Hi! I’m Mike Vrobel. I’m a dad and an enthusiastic home cook; an indie cookbook author and food blogger with a day job, a patient spouse, and three kids who would rather have hamburgers for dinner.

5 Comments

  1. Wow! Do you know how difficult it was to find info on rotisserizing a rib roast?! It was difficult!! And then I found you! This was great! Totally what I needed as a newbie to my rotisserie for which I have no instructions. I must speak to our contractor about that… So thanks a bunch! I’ll be cooking in our beautiful AZ morning weather tomorrow. No sign of thunderstorms or snow for sure!! Come August though I won’t need the BBQ. Just set the meat by the pool for a few minutes and Presto! It’s done! Lori

  2. @Lori:

    You’re welcome – I’m glad you found your way to my site.

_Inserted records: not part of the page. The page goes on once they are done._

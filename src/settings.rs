//! Player settings and preferences
//!
//! Persisted in LocalStorage on the web; natively the defaults are used.

use serde::{Deserialize, Serialize};

use crate::Millis;
use crate::consts::*;
use crate::sim::input::KeyBindings;

/// Volume levels, each 0-100
#[derive(Debug, Clone, Copy, PartialEq, Eq, Serialize, Deserialize)]
pub struct Volumes {
    pub master: u8,
    pub song: u8,
    pub sfx: u8,
}

impl Default for Volumes {
    fn default() -> Self {
        Self {
            master: 100,
            song: 100,
            sfx: 100,
        }
    }
}

impl Volumes {
    /// Song volume after the master scale (0-100)
    pub fn effective_song(&self) -> u8 {
        Self::scaled(self.song, self.master)
    }

    /// SFX volume after the master scale (0-100)
    pub fn effective_sfx(&self) -> u8 {
        Self::scaled(self.sfx, self.master)
    }

    fn scaled(value: u8, master: u8) -> u8 {
        let v = value.min(100) as u32 * master.min(100) as u32;
        ((v + 50) / 100) as u8
    }
}

/// Game settings
#[derive(Debug, Clone, PartialEq, Serialize, Deserialize)]
#[serde(default)]
pub struct Settings {
    /// Backend base URL (http or https)
    pub backend_url: String,
    /// Song requested when starting a match
    pub midi_file: String,

    // === Input ===
    pub keys: KeyBindings,

    // === Audio ===
    pub volumes: Volumes,

    // === Timing overrides (take precedence over the start payload) ===
    pub fall_duration_ms: Option<Millis>,
    pub lead_delay_ms: Option<Millis>,
    pub reaction_time_ms: Option<Millis>,
}

impl Default for Settings {
    fn default() -> Self {
        Self {
            backend_url: DEFAULT_BACKEND_URL.to_string(),
            midi_file: DEFAULT_MIDI_FILE.to_string(),
            keys: KeyBindings::default(),
            volumes: Volumes::default(),
            fall_duration_ms: None,
            lead_delay_ms: None,
            reaction_time_ms: None,
        }
    }
}

impl Settings {
    fn base(&self) -> &str {
        self.backend_url.trim_end_matches('/')
    }

    pub fn health_url(&self) -> String {
        format!("{}/health", self.base())
    }

    pub fn start_url(&self) -> String {
        format!(
            "{}/game/start?midi_file={}",
            self.base(),
            encode_query_value(&self.midi_file)
        )
    }

    /// WebSocket endpoint on the same host (http -> ws, https -> wss)
    pub fn socket_url(&self) -> String {
        let base = self.base();
        let ws_base = if let Some(rest) = base.strip_prefix("https://") {
            format!("wss://{}", rest)
        } else if let Some(rest) = base.strip_prefix("http://") {
            format!("ws://{}", rest)
        } else {
            base.to_string()
        };
        format!("{}/game/ws", ws_base)
    }

    /// LocalStorage key
    #[cfg(target_arch = "wasm32")]
    const STORAGE_KEY: &'static str = "bongaloons_settings";

    /// Load settings from LocalStorage (WASM only)
    #[cfg(target_arch = "wasm32")]
    pub fn load() -> Self {
        let storage = web_sys::window()
            .and_then(|w| w.local_storage().ok())
            .flatten();

        if let Some(storage) = storage {
            if let Ok(Some(json)) = storage.get_item(Self::STORAGE_KEY) {
                match serde_json::from_str(&json) {
                    Ok(settings) => {
                        log::info!("Loaded settings from LocalStorage");
                        return settings;
                    }
                    Err(e) => log::warn!("Ignoring unreadable settings: {}", e),
                }
            }
        }

        log::info!("Using default settings");
        Self::default()
    }

    /// Save settings to LocalStorage (WASM only)
    #[cfg(target_arch = "wasm32")]
    pub fn save(&self) {
        let storage = web_sys::window()
            .and_then(|w| w.local_storage().ok())
            .flatten();

        if let Some(storage) = storage {
            if let Ok(json) = serde_json::to_string(self) {
                if storage.set_item(Self::STORAGE_KEY, &json).is_ok() {
                    log::info!("Settings saved");
                }
            }
        }
    }

    /// Native stubs
    #[cfg(not(target_arch = "wasm32"))]
    pub fn load() -> Self {
        Self::default()
    }

    #[cfg(not(target_arch = "wasm32"))]
    pub fn save(&self) {
        // No-op for native
    }
}

/// Percent-encode a query value the way `encodeURIComponent` does
#[cfg(target_arch = "wasm32")]
fn encode_query_value(value: &str) -> String {
    String::from(js_sys::encode_uri_component(value))
}

#[cfg(not(target_arch = "wasm32"))]
fn encode_query_value(value: &str) -> String {
    let mut out = String::with_capacity(value.len());
    for byte in value.bytes() {
        match byte {
            b'A'..=b'Z' | b'a'..=b'z' | b'0'..=b'9' => out.push(byte as char),
            b'-' | b'_' | b'.' | b'!' | b'~' | b'*' | b'\'' | b'(' | b')' => out.push(byte as char),
            _ => out.push_str(&format!("%{:02X}", byte)),
        }
    }
    out
}

#[cfg(test)]
mod tests {
    use super::*;

    #[test]
    fn test_urls() {
        let settings = Settings::default();
        assert_eq!(settings.health_url(), "http://127.0.0.1:8000/health");
        assert_eq!(settings.socket_url(), "ws://127.0.0.1:8000/game/ws");
        assert_eq!(
            settings.start_url(),
            "http://127.0.0.1:8000/game/start?midi_file=test.mid"
        );

        let secure = Settings {
            backend_url: "https://bongo.example/".to_string(),
            ..Default::default()
        };
        assert_eq!(secure.socket_url(), "wss://bongo.example/game/ws");
    }

    #[test]
    fn test_start_url_encodes_song_name() {
        let settings = Settings {
            midi_file: "rock & roll #2.mid".to_string(),
            ..Default::default()
        };
        assert_eq!(
            settings.start_url(),
            "http://127.0.0.1:8000/game/start?midi_file=rock%20%26%20roll%20%232.mid"
        );

        let settings = Settings {
            midi_file: "café.mid".to_string(),
            ..Default::default()
        };
        assert!(settings.start_url().ends_with("midi_file=caf%C3%A9.mid"));
    }

    #[test]
    fn test_effective_volume() {
        let volumes = Volumes { master: 50, song: 80, sfx: 100 };
        assert_eq!(volumes.effective_song(), 40);
        assert_eq!(volumes.effective_sfx(), 50);
    }

    #[test]
    fn test_partial_json_uses_defaults() {
        let settings: Settings =
            serde_json::from_str(r#"{"keys":{"left":"f","right":"j","pause":"p"},"fall_duration_ms":1500}"#)
                .unwrap();
        assert_eq!(settings.keys.left, "f");
        assert_eq!(settings.fall_duration_ms, Some(1500.0));
        assert_eq!(settings.backend_url, DEFAULT_BACKEND_URL);
        assert_eq!(settings.volumes, Volumes::default());
    }
}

    I enjoyed the “just leave the ribs out in August, they’ll cook themselves” comment. I’m jealous of the Arizona weather this time of year, but certainly not in August…

  3. I am sitting here watching the rib roast spin, while drinking a Bud.  My son called me a hero for finding your website.  Thanks a bunch….Been able to snitch tastes and the recipes for the beef and veggies are amazing.

  4. Brian says

    Thanks for the great recipes I’ve done a few and haven’t had a bad one yet.

    But question on these veggies, I’m planning on doing them under on your rotisserie bbq baby back ribs ( https://www.dadcooksdinner.com/rotisserie-bbq-baby-back-ribs/ ). Which I setup using indirect heat by putting a foil pan under them to block the direct burners under them. This leaves the pan only an inch or two above the burners — would the veggies in the pan work or am I going to burn them to a crisp with this setup?

    My alternative would be to use my top rack above the ribs.. if I do that I may drizzle the drippings from the bottom pan onto the veggies when I put them on almost an hour into the cook.

    Let me know what you think.

    • A foil pan over lit burners will burn the veggies. (And the drippings in the pan, too.) Direct heat is too hot to roast root vegetables. Try the top rack, and good luck!